The growth of the national economy should stand at 4% for the year 2021, assured, Thursday, Javier Diaz Cassou, principal economist of the World Bank (WB) in Morocco.
This forecast is mainly explained by the increase in agricultural added value and the launch of the vaccination plan against the pandemic of the new coronavirus (covid-19), explained MCassou, during the round table dedicated to the presentation of the monitoring report. Morocco’s economic situation – From emergency response to recovery.
In addition, Morocco’s real gross domestic product (GDP) is expected to contract by 6.3% in 2020 and the return to the level prior to the pandemic of the new coronavirus would not be possible until 2022, the economist said. from the World Bank.
“Although the Moroccan economy is showing some signs of recovery, the situation remains fragile given the recent deterioration of the epidemiological situation. In this uncertain context, a real GDP contraction of 6.3% is expected in 2020, while a return to the level prior to the pandemic should not take place before 2022 “, said Cassou, during a round table dedicated to the presentation of the monitoring report of the economic situation of Morocco – From the emergency response to the recovery .
Cassou pointed out that the Covid-19 pandemic has abruptly interrupted more than two decades of sustained socio-economic progress in Morocco. “In 2020, the country is expected to experience its first recession since the 1990s, and the economic contraction that took place in the second quarter, largely coinciding with containment, is the largest on record,” he added.
And to stress that this is the result of the combination of supply and demand shocks and external shocks caused by the pandemic, but also the effects of unfavorable climatic conditions on agricultural production. The crisis had a severe impact on jobs and household incomes, causing unemployment to peak and worsening poverty and vulnerability indicators.
“The Moroccan GDP has experienced a very marked fall under the 2nd quarter of 2020 going up to -15%, with a slight economic recovery in the 3rd and 4th quarters”, he said, noting that between the 3rd quarter of 2019 and the 3rd quarter of 2020, the Moroccan economy lost more than 580,000 jobs, especially in rural areas.
Also, as in other countries around the world, the current crisis will cause the budget deficit to increase significantly to 7.8% of GDP in 2020, and public debt is expected to exceed 76% of GDP. As for the current account deficit, it is also expected to increase to 6% of GDP this year.
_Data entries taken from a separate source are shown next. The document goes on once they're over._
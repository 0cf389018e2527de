//! Encrypted records and the service that owns their lifecycle.
//!
//! One generic [`RecordService`] handles every record kind. A kind
//! ([`Text`], [`Binary`], [`Card`]) says which of its fields are sensitive
//! and how to seal them under the caller's key; the service supplies the
//! shared flow:
//!
//! - `create`: validate, encrypt sensitive fields, set the owner, insert
//! - `read`: select scoped to `(id, owner)`, decrypt
//! - `delete`: delete scoped to `(id, owner)`
//!
//! A record owned by another user is reported exactly like a missing one.

mod binary;
mod card;
mod text;
pub mod validation;

use std::marker::PhantomData;
use std::sync::Arc;

use serde::de::DeserializeOwned;
use tracing::debug;
use uuid::Uuid;

use crate::crypto::EncryptionKey;
use crate::error::{Result, VaultError};
use crate::session::SessionClaims;
use crate::storage::RecordStore;

pub use binary::{Binary, BinaryPayload, BinaryReceipt, BinaryView};
pub use card::{Card, CardPayload, CardReceipt, CardView};
pub use text::{Text, TextPayload, TextReceipt, TextView};

/// A kind of vault record.
///
/// Implementors are uninhabited marker types; all the behavior is in the
/// associated functions.
pub trait RecordKind: 'static {
    /// Name used in logs and messages.
    const NAME: &'static str;

    /// Payload fields that are stored encrypted.
    const SENSITIVE_FIELDS: &'static [&'static str];

    /// Plaintext input to `create`.
    type Payload: DeserializeOwned;

    /// Encrypted row ready for insert.
    type Sealed: Send + Sync;

    /// Encrypted row as stored, with id.
    type Stored;

    /// Plaintext result of `read`.
    type View;

    /// Non-sensitive echo returned by `create`.
    type Receipt;

    /// Validate `payload` and encrypt its sensitive fields under `key`.
    fn seal(payload: Self::Payload, owner_id: Uuid, key: &EncryptionKey) -> Result<Self::Sealed>;

    /// Build the create response from the assigned id.
    fn receipt(id: Uuid, sealed: &Self::Sealed) -> Self::Receipt;

    /// Decrypt a stored row.
    fn open(stored: Self::Stored, key: &EncryptionKey) -> Result<Self::View>;
}

/// Parse a record identifier supplied as text.
pub fn parse_record_id(raw: &str) -> Result<Uuid> {
    Uuid::parse_str(raw.trim())
        .map_err(|e| VaultError::Validation(format!("Invalid record ID: {}", e)))
}

/// Create/read/delete for one record kind.
///
/// Holds no per-session state: every call works only from the claims it is
/// given and the shared store, so one instance serves concurrent callers.
pub struct RecordService<K, S> {
    store: Arc<S>,
    kind: PhantomData<fn() -> K>,
}

impl<K, S> Clone for RecordService<K, S> {
    fn clone(&self) -> Self {
        Self {
            store: Arc::clone(&self.store),
            kind: PhantomData,
        }
    }
}

impl<K, S> RecordService<K, S>
where
    K: RecordKind,
    S: RecordStore<K>,
{
    pub fn new(store: Arc<S>) -> Self {
        Self {
            store,
            kind: PhantomData,
        }
    }

    /// Encrypt and store a new record owned by the session's user.
    pub fn create(&self, claims: &SessionClaims, payload: K::Payload) -> Result<K::Receipt> {
        let sealed = K::seal(payload, claims.user_id, &claims.encryption_key)?;
        let id = self.store.insert(&sealed)?;
        debug!(
            kind = K::NAME,
            record_id = %id,
            owner_id = %claims.user_id,
            sealed_fields = ?K::SENSITIVE_FIELDS,
            "Record created"
        );
        Ok(K::receipt(id, &sealed))
    }

    /// Parse a JSON payload and create a record from it.
    ///
    /// # Errors
    ///
    /// Malformed JSON is a `VaultError::Validation`.
    pub fn create_json(&self, claims: &SessionClaims, body: &[u8]) -> Result<K::Receipt> {
        let payload: K::Payload = serde_json::from_slice(body)?;
        self.create(claims, payload)
    }

    /// Read and decrypt a record owned by the session's user.
    ///
    /// # Errors
    ///
    /// Returns `VaultError::RecordNotFound` whether the record is absent or
    /// belongs to someone else.
    pub fn read(&self, claims: &SessionClaims, id: &Uuid) -> Result<K::View> {
        let stored = self
            .store
            .select_by_id_and_owner(id, &claims.user_id)?
            .ok_or(VaultError::RecordNotFound(*id))?;
        debug!(kind = K::NAME, record_id = %id, owner_id = %claims.user_id, "Record read");
        K::open(stored, &claims.encryption_key)
    }

    /// Delete a record owned by the session's user.
    ///
    /// # Errors
    ///
    /// Same not-found rule as [`read`](Self::read).
    pub fn delete(&self, claims: &SessionClaims, id: &Uuid) -> Result<()> {
        if !self.store.delete_by_id_and_owner(id, &claims.user_id)? {
            return Err(VaultError::RecordNotFound(*id));
        }
        debug!(kind = K::NAME, record_id = %id, owner_id = %claims.user_id, "Record deleted");
        Ok(())
    }
}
Despite the gravity of the crisis, Morocco is better placed than other emerging economies to weather this storm thanks to the credibility of its macro-fiscal framework, its relatively large external buffers and its easy access to international financial markets, explained Cassou who is also author of this report produced in collaboration with Amina Iraqi, Economist at the WB.
For the year 2021, several risks must be closely monitored, namely the room for maneuver of economic policy to deal with a possible worsening of the health or international crisis, the external financing conditions which could deteriorate, the financing needs which are high, the evolution of overdue deadlines in a context of increasing payment deadlines, the significant accumulation of contingent liabilities linked to the guarantee programs put in place by the government and the need to push growth economic above pre-pandemic levels.
The Morocco Economic Monitoring Report, titled “From Emergency Response to Recovery”, which has just been published, is a biannual report by the Economic Department of the World Bank. “This semi-annual report is part of a new series that we will begin to publish specifically on Morocco,” said Eric Le Borgne, Head of the Macroeconomic Trade and Investment Department.
Presented in the presence in particular of the director of the Maghreb region at the WB, Jesko S. Hentschel, this report presents the latest trends in the economy and the effects of economic policies. This December 2020 issue includes a chapter on the impact of the pandemic on the formal private sector. It presents the results of a survey of more than a thousand formal businesses before and after the onset of the pandemic, and also touches on a discussion of measures that could accelerate private sector recovery.